_Required action_. The response must consist of the lines below from the one with "#[derive(Debug)]" through the one with "of the last update.", exactly as they appear and with both ends kept.

_Working data_.
────────────────────
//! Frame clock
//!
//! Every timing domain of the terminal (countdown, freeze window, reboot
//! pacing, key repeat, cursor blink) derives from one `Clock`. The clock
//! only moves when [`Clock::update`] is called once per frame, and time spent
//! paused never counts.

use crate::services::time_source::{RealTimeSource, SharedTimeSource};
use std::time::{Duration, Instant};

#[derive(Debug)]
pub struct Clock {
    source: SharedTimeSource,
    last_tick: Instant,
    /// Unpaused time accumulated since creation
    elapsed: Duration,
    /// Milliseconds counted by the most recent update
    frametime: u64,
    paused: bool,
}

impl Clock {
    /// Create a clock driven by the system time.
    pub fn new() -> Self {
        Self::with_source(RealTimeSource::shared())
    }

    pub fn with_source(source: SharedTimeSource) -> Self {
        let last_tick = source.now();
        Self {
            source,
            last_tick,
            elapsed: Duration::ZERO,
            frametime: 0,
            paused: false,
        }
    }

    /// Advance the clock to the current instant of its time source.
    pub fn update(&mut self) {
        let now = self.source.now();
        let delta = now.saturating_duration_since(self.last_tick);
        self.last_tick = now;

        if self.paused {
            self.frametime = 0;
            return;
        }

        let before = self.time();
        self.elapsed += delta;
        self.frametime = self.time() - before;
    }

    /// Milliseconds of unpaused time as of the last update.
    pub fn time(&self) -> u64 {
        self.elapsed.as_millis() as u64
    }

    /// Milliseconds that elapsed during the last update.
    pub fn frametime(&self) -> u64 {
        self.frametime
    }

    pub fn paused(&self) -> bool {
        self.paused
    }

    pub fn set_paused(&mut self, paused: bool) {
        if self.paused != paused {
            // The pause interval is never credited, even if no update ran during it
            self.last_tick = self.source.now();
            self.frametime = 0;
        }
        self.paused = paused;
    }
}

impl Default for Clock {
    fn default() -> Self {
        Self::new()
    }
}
────────────────────
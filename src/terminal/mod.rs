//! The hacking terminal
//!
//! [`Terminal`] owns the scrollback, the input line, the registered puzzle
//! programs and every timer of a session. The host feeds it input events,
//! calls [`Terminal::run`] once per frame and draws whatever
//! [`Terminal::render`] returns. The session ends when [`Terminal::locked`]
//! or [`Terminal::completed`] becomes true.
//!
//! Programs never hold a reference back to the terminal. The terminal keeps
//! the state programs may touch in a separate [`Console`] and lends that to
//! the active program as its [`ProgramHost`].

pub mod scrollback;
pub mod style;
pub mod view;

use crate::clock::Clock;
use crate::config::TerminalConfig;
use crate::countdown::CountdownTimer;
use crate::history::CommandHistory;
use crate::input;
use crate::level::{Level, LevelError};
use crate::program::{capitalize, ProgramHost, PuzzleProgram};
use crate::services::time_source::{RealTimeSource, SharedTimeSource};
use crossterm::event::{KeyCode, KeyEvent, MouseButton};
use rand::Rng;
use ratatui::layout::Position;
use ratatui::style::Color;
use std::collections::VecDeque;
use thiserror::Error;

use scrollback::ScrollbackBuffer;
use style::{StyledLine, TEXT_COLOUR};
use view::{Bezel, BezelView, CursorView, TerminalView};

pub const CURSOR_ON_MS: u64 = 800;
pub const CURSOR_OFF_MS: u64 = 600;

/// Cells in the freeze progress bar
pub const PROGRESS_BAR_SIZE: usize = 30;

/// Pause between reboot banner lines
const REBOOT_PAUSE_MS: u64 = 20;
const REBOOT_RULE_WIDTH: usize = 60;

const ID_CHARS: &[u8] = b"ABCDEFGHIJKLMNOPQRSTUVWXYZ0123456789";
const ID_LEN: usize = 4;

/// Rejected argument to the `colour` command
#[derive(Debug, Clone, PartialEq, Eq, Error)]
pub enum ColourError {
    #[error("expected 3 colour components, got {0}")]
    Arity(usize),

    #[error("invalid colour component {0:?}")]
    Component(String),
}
────────────────────
_Task solution_.
#[derive(Debug)]
pub struct Clock {
    source: SharedTimeSource,
    last_tick: Instant,
    /// Unpaused time accumulated since creation
    elapsed: Duration,
    /// Milliseconds counted by the most recent update
    frametime: u64,
    paused: bool,
}

impl Clock {
    /// Create a clock driven by the system time.
    pub fn new() -> Self {
        Self::with_source(RealTimeSource::shared())
    }

    pub fn with_source(source: SharedTimeSource) -> Self {
        let last_tick = source.now();
        Self {
            source,
            last_tick,
            elapsed: Duration::ZERO,
            frametime: 0,
            paused: false,
        }
    }

    /// Advance the clock to the current instant of its time source.
    pub fn update(&mut self) {
        let now = self.source.now();
        let delta = now.saturating_duration_since(self.last_tick);
        self.last_tick = now;

        if self.paused {
            self.frametime = 0;
            return;
        }

        let before = self.time();
        self.elapsed += delta;
        self.frametime = self.time() - before;
    }

    /// Milliseconds of unpaused time as of the last update.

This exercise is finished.